Still, the World Wire platform has payment locations in 72 countries, with 48 currencies and 46 "banking endpoints" (which include banks and money transmitters) where people can send or receive cash, said IBM.

Aside from issuing their own tokens, the arrangement opens up the possibility of banks using lumens, the native token of the Stellar blockchain, which can be used as a "bridge currency" when it is hard to trade one type of fiat for another. Also, World Wire “could support other cryptos” but is only supporting lumens for the moment because financial institutions are put off by the volatility of cryptocurrencies, Lund said.

However, as far as growing a bank-backed stablecoin universe is concerned, Lund has a grand vision. He told CoinDesk,

“As more stablecoins come on board, the whole notion of FX changes over time. We are working very hard to expand the ecosystem of stablecoins that will include many more banks and many more fiat currencies – so digital representations of fiat currencies - and even, eventually, central bank issued digital currencies.”

Stellar performance

World Wire may be the first big outing for IBM and Stellar, but Big Blue has been quietly working on this for some time, such as in its pilot in late 2017 with a money transfer operator called KlickEx in the South Pacific region.  

It’s all part of former banker Lund’s idea for how IBM will play its part in the future of financial services.

“We are doing a lot of other stuff in the private permissioned space, which is code for enterprise blockchain,” he said. “But this is a different type of system and a different type of network, and IBM is convening this. I mean, this is something IBM has never done before.”
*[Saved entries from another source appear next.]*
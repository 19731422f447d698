// SPDX-License-Identifier: AGPL-3.0-or-later

use gnsscal::{CalendarError, ErrorKind};

/// Status codes returned by gnsscal-ffi functions.
///
/// cbindgen:prefix-with-name
#[repr(i32)]
#[derive(Debug, Clone, Copy, PartialEq, Eq)]
pub enum GnssCalStatus {
    /// Success.
    Ok = 0,
    /// A required output pointer was null.
    NullPointer = 1,
    /// The year/month/day triple is not a valid Gregorian date.
    InvalidDate = 2,
    /// The date precedes the epoch of the requested time system.
    EpochOrdering = 3,
    /// A week, day of week, year or day of year is out of range.
    OutOfRange = 4,
    /// A panic was caught at the FFI boundary.
    Internal = 5,
}

impl From<&CalendarError> for GnssCalStatus {
    fn from(err: &CalendarError) -> Self {
        match err.kind() {
            ErrorKind::EpochOrdering => Self::EpochOrdering,
            ErrorKind::Range => Self::OutOfRange,
        }
    }
}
Stellar, created by former Ripple co-founder Jed McCaleb, has been making plenty of bold moves under its own steam: so what does IBM bring to the table?

Lund said IBM calls itself the “network operator” while Stellar is really the protocol level. In terms of IBM’s role, this includes maintaining the payment API and some core system software that handles accounts and money flow for participants on the network.
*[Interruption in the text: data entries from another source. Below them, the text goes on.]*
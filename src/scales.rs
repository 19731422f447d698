// SPDX-License-Identifier: AGPL-3.0-or-later
// Copyright (C) 2026 Vallés Puig, Ramon

//! Time-system marker types.
//!
//! Each zero-sized type identifies a week-counting GNSS time system and
//! carries the [`Epoch`] its weeks are counted from.
//!
//! | Marker | System | Epoch |
//! |--------|--------|-------|
//! | [`GPS`] | GPS Time | 1980-01-06 |
//! | [`BDS`] | BeiDou Time | 2006-01-01 |

use crate::epoch::{Epoch, BDS_EPOCH, GPS_EPOCH};

/// Marker trait for week-counting time systems.
///
/// A **time system** defines a human-readable label and the epoch on which
/// its week 0 starts. Conversions between systems route through the
/// Gregorian calendar date.
pub trait TimeSystem:
    Copy + Clone + std::fmt::Debug + PartialEq + Eq + PartialOrd + Ord + std::hash::Hash + 'static
{
    /// Display label used by [`GnssWeek`](crate::GnssWeek) formatting.
    const LABEL: &'static str;

    /// First day of week 0.
    const EPOCH: Epoch;
}

/// GPS Time: weeks since 1980-01-06.
#[derive(Debug, Copy, Clone, PartialEq, Eq, PartialOrd, Ord, Hash)]
pub struct GPS;

impl TimeSystem for GPS {
    const LABEL: &'static str = "GPS";
    const EPOCH: Epoch = GPS_EPOCH;
}

/// BeiDou Time: weeks since 2006-01-01.
#[derive(Debug, Copy, Clone, PartialEq, Eq, PartialOrd, Ord, Hash)]
pub struct BDS;

impl TimeSystem for BDS {
    const LABEL: &'static str = "BDS";
    const EPOCH: Epoch = BDS_EPOCH;
}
It also helps that IBM has relationships with most of the banks on the planet. Lund also pointed out that IBM is “the single most trusted validator on the public Stellar network today,” meaning many other nodes listen to its nodes about which transactions should occur.

“Look at the Stellar dashboard and see the IBM validators out there,” said Lund. “There’s a lot of others, but everyone trusts us. So in the consensus model, we are kind of a big anchor there.”

New revenue model

As well as pushing Stellar and stablecoins into the wheelhouse of numerous banks and regulators, IBM's blockchain division is also exploring a new revenue model with World Wire.

This is probably a smart strategy as the pressure on enterprise players to show at least the possibility of a return on investment is becoming palpable.

Indeed, an IBM spokeswoman told CoinDesk last week about the vendor’s move to a pay-as-you-go model.

“In the next version of IBM Blockchain Platform, we will be moving to an hourly charge based on consumption, so that users have much more flexibility over their costs and infrastructure as they build blockchain,” she said.

In keeping with that, World Wire is free to join; participants pay according to the value they move through the network, said Lund. “That's how we maintain our revenue for supporting the network and so that alone is an entirely new way of engaging the financial services industry that IBM has never done before.”

The aggregate numbers for global payments  are pretty staggering, noted Lund, in the hundreds of trillions of dollars per year which transact across borders. As such, IBM intends to “meter the money” and “charge a very, very modest amount of basis points” on the value that flows through this frictionless pipeline, said Lund, concluding,

“I am not talking about selling software here. I am talking about transactional revenue by way of our ownership of a new kind of network that's enabled by blockchain; it's all about new transactional networks.”